Although there was already a stronghold there in the 7th century, the earliest known mention of Ujście comes from the early 12th-century Gesta principum Polonorum chronicle. Its name means "mouth" in Polish, and refers to Ujście being the location of the river mouth of the Gwda. Ujście was a royal town, administratively located in the Poznań County in the Poznań Voivodeship in the Greater Poland Province. In 1655, it was the site of the Battle of Ujście during the Swedish invasion of Poland. In the Second Partition of Poland in 1793, when it was annexed by Prussia, and from 1871 it was part of Germany.

Following the restoration of independent Poland after World War I, in 1920, the town was divided into two parts. The greater part was restored to Poland as the town of Ujście, and a smaller part remained within Germany as the village of Deutsch Usch.

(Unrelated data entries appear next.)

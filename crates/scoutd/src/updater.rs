//! Refresh orchestration.
//!
//! Runs the full pipeline (fetch, normalize, score, probe-refine) and
//! persists the ranked list. Invocations inside the refresh interval are
//! idempotent skips that return the prior list. The last-run marker only
//! advances after a fully successful run, so a failed refresh is retried on
//! the next invocation instead of waiting out the interval.

use crate::config::Config;
use crate::fetcher::{normalize, InstanceSource};
use crate::judge;
use crate::probe::Prober;
use scout_common::{Criteria, Error, RankedList};
use std::sync::Arc;
use std::time::{Duration, Instant};
use tracing::{debug, info};

pub struct Updater<S, P> {
    config: Config,
    criteria: Criteria,
    source: S,
    prober: Arc<P>,
    last_run: Option<Instant>,
    last_list: Option<RankedList>,
}

impl<S: InstanceSource, P: Prober + 'static> Updater<S, P> {
    pub fn new(config: Config, criteria: Criteria, source: S, prober: P) -> Self {
        Self {
            config,
            criteria,
            source,
            prober: Arc::new(prober),
            last_run: None,
            last_list: None,
        }
    }

    fn interval(&self) -> Duration {
        Duration::from_secs(self.config.updater.update_interval_mins * 60)
    }

    /// Refresh with the current wall clock.
    pub async fn update(&mut self) -> Result<RankedList, Error> {
        self.update_at(Instant::now()).await
    }

    /// Refresh relative to an injected clock value.
    pub async fn update_at(&mut self, now: Instant) -> Result<RankedList, Error> {
        if let (Some(last), Some(list)) = (self.last_run, &self.last_list) {
            if now.duration_since(last) < self.interval() {
                debug!("Refresh interval not elapsed, keeping current list");
                return Ok(list.clone());
            }
        }

        let doc = self.source.fetch().await?;
        let instances = normalize(
            &doc,
            &self.criteria,
            &self.config.updater.instance_blacklist,
        )?;

        let candidates = judge::find_candidates(
            instances,
            &self.config.updater.weights,
            self.config.updater.outlier_multiplier,
        );
        let candidates = judge::refine_candidates(candidates, Arc::clone(&self.prober)).await;

        let list = RankedList::from_candidates(&candidates);
        list.save(&self.config.updater.stack_path)?;

        info!(
            "Refreshed ranked list: {} candidates, best {}",
            list.len(),
            list.best().map(|e| e.url.as_str()).unwrap_or("<none>")
        );

        self.last_run = Some(now);
        self.last_list = Some(list.clone());
        Ok(list)
    }
}
//! Never-panicking nested lookup over JSON documents.
//!
//! searx.space data is irregular enough that half the interesting fields may
//! be missing on any given entry. Every parser in this workspace goes through
//! these helpers so a partial document degrades to defaults instead of
//! aborting the refresh.

use serde_json::Value;

/// Descend `path` through nested objects. Returns `None` the moment any
/// segment is missing or a non-object is hit mid-path.
pub fn lookup<'a>(doc: &'a Value, path: &[&str]) -> Option<&'a Value> {
    let mut cur = doc;
    for key in path {
        cur = cur.get(key)?;
    }
    Some(cur)
}

/// String at `path`, or `default` when absent or not a string.
pub fn str_or(doc: &Value, path: &[&str], default: &str) -> String {
    lookup(doc, path)
        .and_then(Value::as_str)
        .unwrap_or(default)
        .to_string()
}

/// Bool at `path`, or `default` when absent or not a bool.
pub fn bool_or(doc: &Value, path: &[&str], default: bool) -> bool {
    lookup(doc, path).and_then(Value::as_bool).unwrap_or(default)
}

/// Finite float at `path`, or `None`.
pub fn f64_at(doc: &Value, path: &[&str]) -> Option<f64> {
    lookup(doc, path)
        .and_then(Value::as_f64)
        .filter(|v| v.is_finite())
}
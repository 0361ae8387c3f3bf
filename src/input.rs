//! Reading and validating input files

use std::path::{Path, PathBuf};

use thiserror::Error;

use crate::config::InputConfig;

/// A file rejected before analysis
#[derive(Debug, Error)]
pub enum InputError {
    #[error("{}: unsupported file type (expected one of: {expected})", path.display())]
    UnsupportedExtension { path: PathBuf, expected: String },

    #[error("{}: file is {size} bytes, limit is {limit}", path.display())]
    TooLarge { path: PathBuf, size: u64, limit: u64 },

    #[error("{}: file is empty", path.display())]
    Empty { path: PathBuf },

    #[error("{}: {source}", path.display())]
    Io {
        path: PathBuf,
        #[source]
        source: std::io::Error,
    },
}

/// Validates and reads log files
#[derive(Debug, Clone)]
pub struct InputReader {
    config: InputConfig,
}

impl InputReader {
    pub fn new(config: InputConfig) -> Self {
        Self { config }
    }

    /// Check the extension, then the size, then read the bytes
    pub async fn read(&self, path: &Path) -> Result<Vec<u8>, InputError> {
        self.check_extension(path)?;

        let io_err = |source| InputError::Io {
            path: path.to_path_buf(),
            source,
        };
        let meta = tokio::fs::metadata(path).await.map_err(io_err)?;
        self.check_size(path, meta.len())?;

        let bytes = tokio::fs::read(path).await.map_err(io_err)?;
        // the file may have changed between the two calls
        self.check_size(path, bytes.len() as u64)?;

        tracing::debug!(path = %path.display(), bytes = bytes.len(), "read input");
        Ok(bytes)
    }

    fn check_extension(&self, path: &Path) -> Result<(), InputError> {
        let ext = path
            .extension()
            .and_then(|e| e.to_str())
            .map(str::to_lowercase)
            .unwrap_or_default();
        if self
            .config
            .extensions
            .iter()
            .any(|allowed| allowed.trim_start_matches('.').eq_ignore_ascii_case(&ext))
        {
            return Ok(());
        }
        Err(InputError::UnsupportedExtension {
            path: path.to_path_buf(),
            expected: self.config.extensions.join(", "),
        })
    }

    fn check_size(&self, path: &Path, size: u64) -> Result<(), InputError> {
        if size == 0 {
            return Err(InputError::Empty {
                path: path.to_path_buf(),
            });
        }
        if size > self.config.max_bytes {
            return Err(InputError::TooLarge {
                path: path.to_path_buf(),
                size,
                limit: self.config.max_bytes,
            });
        }
        Ok(())
    }
}

#[cfg(test)]
mod tests {
    use super::*;
    use std::fs;
    use tempfile::tempdir;

    fn reader() -> InputReader {
        InputReader::new(InputConfig::default())
    }

    #[tokio::test]
    async fn test_reads_valid_file() {
        let dir = tempdir().unwrap();
        let path = dir.path().join("app.LOG");
        fs::write(&path, "ERROR: boom\n").unwrap();

        let bytes = reader().read(&path).await.unwrap();
        assert_eq!(bytes, b"ERROR: boom\n");
    }

    #[tokio::test]
    async fn test_rejects_extension() {
        let dir = tempdir().unwrap();
        let path = dir.path().join("app.csv");
        fs::write(&path, "a,b").unwrap();

        let err = reader().read(&path).await.unwrap_err();
        assert!(matches!(err, InputError::UnsupportedExtension { .. }));
        assert!(err.to_string().contains("log, txt"));
    }

    #[tokio::test]
    async fn test_rejects_empty_file() {
        let dir = tempdir().unwrap();
        let path = dir.path().join("empty.txt");
        fs::write(&path, "").unwrap();

        let err = reader().read(&path).await.unwrap_err();
        assert!(matches!(err, InputError::Empty { .. }));
    }

    #[tokio::test]
    async fn test_rejects_large_file() {
        let dir = tempdir().unwrap();
        let path = dir.path().join("big.log");
        fs::write(&path, "x".repeat(64)).unwrap();

        let reader = InputReader::new(InputConfig {
            max_bytes: 32,
            ..InputConfig::default()
        });
        let err = reader.read(&path).await.unwrap_err();
        assert!(matches!(err, InputError::TooLarge { size: 64, limit: 32, .. }));
    }

    #[tokio::test]
    async fn test_missing_file() {
        let dir = tempdir().unwrap();
        let err = reader().read(&dir.path().join("gone.log")).await.unwrap_err();
        assert!(matches!(err, InputError::Io { .. }));
    }
}
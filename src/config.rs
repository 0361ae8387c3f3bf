//! Optional TOML configuration file
//!
//! ```toml
//! [analysis]
//! continuation = "strict"
//! sample_limit = 3
//!
//! [input]
//! extensions = ["log", "txt", "out"]
//! max_bytes = 52428800
//!
//! [[rules.severity]]
//! token = "sev1"
//! error_type = "FATAL"
//! ```
//!
//! Command-line flags override file values.

use std::path::Path;

use anyhow::{Context, Result};
use serde::Deserialize;

use logsift_engine::{AnalyzerOptions, RulesConfig};

/// Default accepted file extensions
const DEFAULT_EXTENSIONS: &[&str] = &["log", "txt"];

/// Default maximum input size (10 MiB)
const DEFAULT_MAX_BYTES: u64 = 10 * 1024 * 1024;

#[derive(Debug, Clone, Default, Deserialize)]
#[serde(default, deny_unknown_fields)]
pub struct Config {
    pub analysis: AnalyzerOptions,
    pub input: InputConfig,
    pub rules: RulesConfig,
}

/// Checks applied to a file before it is analyzed
#[derive(Debug, Clone, PartialEq, Eq, Deserialize)]
#[serde(default, deny_unknown_fields)]
pub struct InputConfig {
    /// Accepted extensions, without the dot, matched case-insensitively
    pub extensions: Vec<String>,
    pub max_bytes: u64,
}

impl Default for InputConfig {
    fn default() -> Self {
        Self {
            extensions: DEFAULT_EXTENSIONS.iter().map(|e| e.to_string()).collect(),
            max_bytes: DEFAULT_MAX_BYTES,
        }
    }
}

impl Config {
    /// Load configuration from a TOML file
    pub fn from_file(path: &Path) -> Result<Self> {
        let contents = std::fs::read_to_string(path)
            .with_context(|| format!("Failed to read config file {}", path.display()))?;
        let config = Self::from_toml_str(&contents)
            .with_context(|| format!("Invalid config file {}", path.display()))?;
        tracing::debug!(path = %path.display(), "loaded configuration");
        Ok(config)
    }

    pub fn from_toml_str(contents: &str) -> Result<Self, toml::de::Error> {
        toml::from_str(contents)
    }

    /// Load `path` if given, defaults otherwise
    pub fn load(path: Option<&Path>) -> Result<Self> {
        match path {
            Some(path) => Self::from_file(path),
            None => Ok(Self::default()),
        }
    }
}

Following the joint German-Soviet invasion of Poland, which started World War II in 1939, the town was occupied by Germany. Local Polish craftsmen were among the victims of a massacre of Poles from the region carried out by the German police in nearby Morzewo as part of the Intelligenzaktion. In 1939–1940, the German police, gendarmerie and Selbstschutz carried out expulsions of Poles, who were deported either to the General Government in the more eastern part of German-occupied Poland or to forced labour in Germany. The Germans also operated a forced labour subcamp of the Stalag II-B prisoner-of-war camp for Allied POWs in Ujście. In 1945, Ujście was entirely restored to Poland and reunited.

==Shrine==
There is Saint Nicholas Church with a Calvary reminding the Crucifixion of Jesus.